開始時間については、芝東照宮の下記の電話番号宛てにお問い合わせください。
芝東照宮 アクセス情報
住所
東京都港区麻布十番2丁目2
電話番号
03-3434-1155
交通アクセス
【電車】
都営地下鉄三田線 芝公園駅A4出口より徒歩1分
都営地下鉄三田線 御成門駅A1出口より徒歩2分
都営地下鉄浅草線・大江戸線 大門駅A6出口より徒歩5分
都営地下鉄大江戸線 赤羽橋駅赤羽橋口より徒歩7分
JR山手線 浜松町駅より徒歩12分
【車】首都高速都心環状線 芝公園ICからすぐ
開場時間
9:00~17:00
※季節によって変更になる場合がありますので、事前にご確認ください。
拝観料は無料
公式ウェブサイト
https://www.shibatoshogu.com/
その他
駐車場: あり
御朱印: あり
結婚式: 神前式を行うことができます。
芝東照宮 周辺観光スポット
芝東照宮周辺でおすすめの観光スポットを以下に紹介します。
【増上寺】
芝東照宮のすぐ隣にある増上寺は、徳川将軍家の菩提寺として知られる由緒ある寺院です。
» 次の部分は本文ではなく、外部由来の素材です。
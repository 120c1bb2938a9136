use std::fs;
use std::path::PathBuf;

use rider_terminal::extract::{
    extract_goals, extract_leaderboard, extract_mission, labels, layout, parse_count,
};
use rider_terminal::grid::{cell, parse_grid, RawGrid};

fn read_fixture(name: &str) -> String {
    let mut path = PathBuf::from(env!("CARGO_MANIFEST_DIR"));
    path.push("tests");
    path.push("fixtures");
    path.push(name);
    fs::read_to_string(path).expect("fixture file should be readable")
}

fn fixture_grid() -> RawGrid {
    parse_grid(&read_fixture("board.csv")).expect("fixture should parse")
}

// A row with `skip` leading empty cells, then the given cells.
fn padded_row(skip: usize, cells: &[&str]) -> Vec<String> {
    let mut row = vec![String::new(); skip];
    row.extend(cells.iter().map(|c| c.to_string()));
    row
}

#[test]
fn layout_constants_still_point_at_the_sheet_regions() {
    // Boundary check against the bundled export copy: if the sheet layout
    // drifts, this is the first test that should go red.
    let grid = fixture_grid();
    assert_eq!(cell(&grid, layout::GOAL_LABEL_ROW, layout::GOAL_COLS.start), "총 완료");
    assert!(cell(&grid, layout::MORNING_SESSION_ROW, layout::MISSION_LABEL_COL).contains("미션"));
    assert!(cell(&grid, layout::AFTERNOON_SESSION_ROW, layout::MISSION_LABEL_COL).contains("미션"));
    let headers = &grid[layout::HEADER_ROW];
    assert!(headers.iter().any(|h| h == labels::RIDER_NAME));
    assert!(headers.iter().any(|h| h == labels::COMPLETED));
}

#[test]
fn goal_targets_from_fixture() {
    let goals = extract_goals(&fixture_grid());
    assert_eq!(goals.total, 300);
    assert_eq!(goals.segments.morning, 90);
    assert_eq!(goals.segments.afternoon, 80);
    assert_eq!(goals.segments.evening, 60);
    assert_eq!(goals.segments.night, 45);
}

#[test]
fn goal_morning_accepts_the_older_label() {
    let mut grid: RawGrid = vec![Vec::new()];
    grid.push(padded_row(13, &["총 완료", "아침", "오후", "저녁", "심야"]));
    grid.push(padded_row(13, &["200", "55", "40", "30", "20"]));
    let goals = extract_goals(&grid);
    assert_eq!(goals.segments.morning, 55);
}

#[test]
fn absent_goal_labels_default_to_zero() {
    let grid: RawGrid = vec![vec!["이름".to_string()]];
    let goals = extract_goals(&grid);
    assert_eq!(goals.total, 0);
    assert_eq!(goals.segments.night, 0);
}

#[test]
fn goal_values_with_separators_coerce() {
    let mut grid: RawGrid = vec![Vec::new()];
    grid.push(padded_row(13, &["총 완료", "아점"]));
    grid.push(padded_row(13, &["1,200", " 35 "]));
    let goals = extract_goals(&grid);
    assert_eq!(goals.total, 1200);
    assert_eq!(goals.segments.morning, 35);
}

#[test]
fn mission_schedule_from_fixture() {
    let mission = extract_mission(&fixture_grid());

    assert_eq!(mission.morning.title, "오전 미션");
    assert_eq!(mission.morning.window, "06:00 ~ 12:59");
    assert_eq!(mission.morning.stages[0].label, "1단계");
    assert_eq!(mission.morning.stages[0].team_target, 25);
    assert_eq!(mission.morning.stages[0].personal_target, 3);
    assert_eq!(mission.morning.stages[0].reward_won, 50_000);
    assert_eq!(mission.morning.stages[1].label, "2단계");
    assert_eq!(mission.morning.stages[1].team_target, 40);
    assert_eq!(mission.morning.stages[1].personal_target, 5);
    assert_eq!(mission.morning.stages[1].reward_won, 100_000);

    assert_eq!(mission.afternoon.title, "오후 미션");
    assert_eq!(mission.afternoon.window, "17:00 ~ 02:59");
    assert_eq!(mission.afternoon.stages[0].team_target, 30);
    assert_eq!(mission.afternoon.stages[0].personal_target, 4);
    assert_eq!(mission.afternoon.stages[0].reward_won, 60_000);
    assert_eq!(mission.afternoon.stages[1].team_target, 50);
    assert_eq!(mission.afternoon.stages[1].personal_target, 6);
    assert_eq!(mission.afternoon.stages[1].reward_won, 120_000);
}

#[test]
fn mission_labels_fall_back_when_blank() {
    let grid: RawGrid = Vec::new();
    let mission = extract_mission(&grid);
    assert_eq!(mission.morning.title, "오전 미션");
    assert_eq!(mission.afternoon.title, "오후 미션");
    assert_eq!(mission.morning.stages[0].label, "1단계");
    assert_eq!(mission.morning.stages[1].label, "2단계");
    assert_eq!(mission.morning.stages[0].team_target, 0);
    assert_eq!(mission.afternoon.stages[1].reward_won, 0);
}

#[test]
fn leaderboard_from_fixture() {
    let board = extract_leaderboard(&fixture_grid());
    assert_eq!(board.entries.len(), 14);
    assert_eq!(board.display.len(), 10);

    assert_eq!(board.entries[0].name, "박도윤");
    assert_eq!(board.entries[0].completed, 35);
    assert_eq!(board.entries[1].name, "김민준");
    assert_eq!(board.entries[2].name, "이서연");

    // 최서준 and 정하은 both completed 18; sheet order survives the sort.
    let tied: Vec<&str> = board
        .entries
        .iter()
        .filter(|e| e.completed == 18)
        .map(|e| e.name.as_str())
        .collect();
    assert_eq!(tied, vec!["최서준", "정하은"]);

    // Trailer rows with an empty identity cell never become entries.
    assert!(board.entries.iter().all(|e| !e.name.is_empty()));
}

#[test]
fn leaderboard_status_flag() {
    let board = extract_leaderboard(&fixture_grid());
    let top = &board.entries[0];
    assert_eq!(top.status, "운행중");
    assert!(top.is_active());
    let inactive = board
        .entries
        .iter()
        .find(|e| e.name == "최서준")
        .expect("rider should be present");
    assert!(!inactive.is_active());
}

#[test]
fn sort_is_descending_and_stable() {
    let raw = "이름,완료\nA,5\nB,5\nC,9\n";
    let board = extract_leaderboard(&parse_grid(raw).expect("should parse"));
    let names: Vec<&str> = board.entries.iter().map(|e| e.name.as_str()).collect();
    assert_eq!(names, vec!["C", "A", "B"]);
}

#[test]
fn reordered_columns_still_map() {
    let raw = "완료,이름,운행상태\n7,Kim,운행중\n";
    let board = extract_leaderboard(&parse_grid(raw).expect("should parse"));
    assert_eq!(board.entries.len(), 1);
    assert_eq!(board.entries[0].name, "Kim");
    assert_eq!(board.entries[0].completed, 7);
    assert!(board.entries[0].is_active());
}

#[test]
fn short_rows_extract_with_defaults() {
    let raw = "이름,운행상태,완료\nKim\n";
    let board = extract_leaderboard(&parse_grid(raw).expect("should parse"));
    assert_eq!(board.entries.len(), 1);
    assert_eq!(board.entries[0].name, "Kim");
    assert_eq!(board.entries[0].completed, 0);
    assert_eq!(board.entries[0].status, "");
}

#[test]
fn garbage_numeric_cells_count_as_zero() {
    let raw = "이름,완료,거절\nKim,twelve,�\n";
    let board = extract_leaderboard(&parse_grid(raw).expect("should parse"));
    assert_eq!(board.entries[0].completed, 0);
    assert_eq!(board.entries[0].rejected, 0);
}

#[test]
fn parse_count_coercions() {
    assert_eq!(parse_count("12"), 12);
    assert_eq!(parse_count(" 12 "), 12);
    assert_eq!(parse_count("1,234"), 1234);
    assert_eq!(parse_count("50,000원"), 50_000);
    assert_eq!(parse_count("12.7"), 12);
    assert_eq!(parse_count(""), 0);
    assert_eq!(parse_count("abc"), 0);
    assert_eq!(parse_count("-5"), 0);
    assert_eq!(parse_count("-"), 0);
    assert_eq!(parse_count("1.2.3"), 0);
}

#[test]
fn extraction_is_idempotent() {
    let grid = fixture_grid();
    assert_eq!(extract_goals(&grid), extract_goals(&grid));
    assert_eq!(extract_mission(&grid), extract_mission(&grid));
    assert_eq!(extract_leaderboard(&grid), extract_leaderboard(&grid));
}
use std::env;
use std::sync::mpsc::{Receiver, RecvTimeoutError, Sender};
use std::thread;
use std::time::{Duration, Instant};

use crate::sheet_fetch::{load_board, sheet_url};
use crate::state::{Delta, ProviderCommand};

pub const REFRESH_INTERVAL_SECS: u64 = 60;

#[derive(Debug, Clone, Copy, PartialEq, Eq)]
pub enum RefreshState {
    Idle,
    Refreshing,
}

// Owns the refresh schedule and the single-in-flight rule. The first tick
// is due immediately so startup gets a snapshot without waiting out a
// period; afterwards the next tick is armed from the END of each cycle,
// so a slow fetch can never stack a second one behind it.
#[derive(Debug)]
pub struct RefreshGate {
    state: RefreshState,
    interval: Duration,
    next_due: Option<Instant>,
}

impl RefreshGate {
    pub fn new(interval: Duration) -> Self {
        Self {
            state: RefreshState::Idle,
            interval,
            next_due: None,
        }
    }

    pub fn state(&self) -> RefreshState {
        self.state
    }

    pub fn due(&self, now: Instant) -> bool {
        self.state == RefreshState::Idle && self.next_due.is_none_or(|due| now >= due)
    }

    // Idle -> Refreshing. Returns false while a cycle is already in
    // flight, whatever the schedule says.
    pub fn begin(&mut self) -> bool {
        if self.state == RefreshState::Refreshing {
            return false;
        }
        self.state = RefreshState::Refreshing;
        true
    }

    pub fn finish(&mut self, now: Instant) {
        self.state = RefreshState::Idle;
        self.next_due = Some(now + self.interval);
    }
}

pub fn poll_interval() -> Duration {
    Duration::from_secs(
        env::var("BOARD_POLL_SECS")
            .ok()
            .and_then(|val| val.parse::<u64>().ok())
            .unwrap_or(REFRESH_INTERVAL_SECS)
            .max(10),
    )
}

// Provider thread: one refresh at startup, then on the fixed period, plus
// manual cycles on ProviderCommand::Refresh. Stops when the command
// sender is dropped, so tearing down the UI releases the schedule and no
// further fetches run.
pub fn spawn_provider(tx: Sender<Delta>, cmd_rx: Receiver<ProviderCommand>) {
    thread::spawn(move || {
        let url = sheet_url();
        let mut gate = RefreshGate::new(poll_interval());

        loop {
            if gate.due(Instant::now()) && gate.begin() {
                run_cycle(&url, &tx);
                gate.finish(Instant::now());
            }

            match cmd_rx.recv_timeout(Duration::from_millis(250)) {
                Ok(ProviderCommand::Refresh) => {
                    if gate.begin() {
                        run_cycle(&url, &tx);
                        gate.finish(Instant::now());
                    }
                }
                Err(RecvTimeoutError::Timeout) => {}
                Err(RecvTimeoutError::Disconnected) => break,
            }
        }
    });
}

fn run_cycle(url: &str, tx: &Sender<Delta>) {
    match load_board(url) {
        Ok(board) => {
            let _ = tx.send(Delta::SetBoard(Box::new(board)));
        }
        // The previous snapshot stays published; the next tick retries.
        Err(err) => {
            let _ = tx.send(Delta::Log(format!("[WARN] {err}")));
        }
    }
}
江戸城の外郭を構成する寺院の一つであり、国の重要文化財に指定されている本堂や、東京タワーを背景にした風景は圧巻です。
www.zojoji.or.jp
【東京タワー】
日本の象徴的な観光スポットの一つである東京タワーは、芝公園内に位置しています。展望台からは、東京の街並みを一望でき、昼夜問わず美しい景色を楽しむことができます。
https://www.tokyotower.co.jp/
【芝公園】
芝東照宮や増上寺を含む広大な公園。四季折々の花が咲き、都会の喧騒を忘れさせてくれる静かな空間です。桜の季節には、多くの花見客で賑わいます。
parkful.net
【愛宕神社】
芝公園内にある愛宕神社は、火伏せの神様として信仰を集めています。急勾配の石段を上ると、東京タワーを一望できる展望台があります。
www.asoview.com
【芝大神宮】
芝公園内に鎮座する芝大神宮は、東京十社の一つ。商売繁盛の神様として信仰を集めています。
10jinja.tokyo
【芝大門】
芝公園の入口に位置する門、江戸時代には、この門をくぐると江戸城に入城できたそうです。
https://www.city.minato.tokyo.jp/shibachikusei/shiba/koho/documents/shiba11.pdf
芝東照宮 紹介まとめ
徳川家康公の等身大の寿像を御神体とする芝大神宮は勝負運アップなどにご利益があると言われています。また、徳川家光が植樹した大イチョウは生命力とエネルギーが宿っていると信仰されています。
勝負事、受験、昇進試験や大きな目標に挑戦する前に参拝して、ご加護を祈願してみてはいかがでしょうか。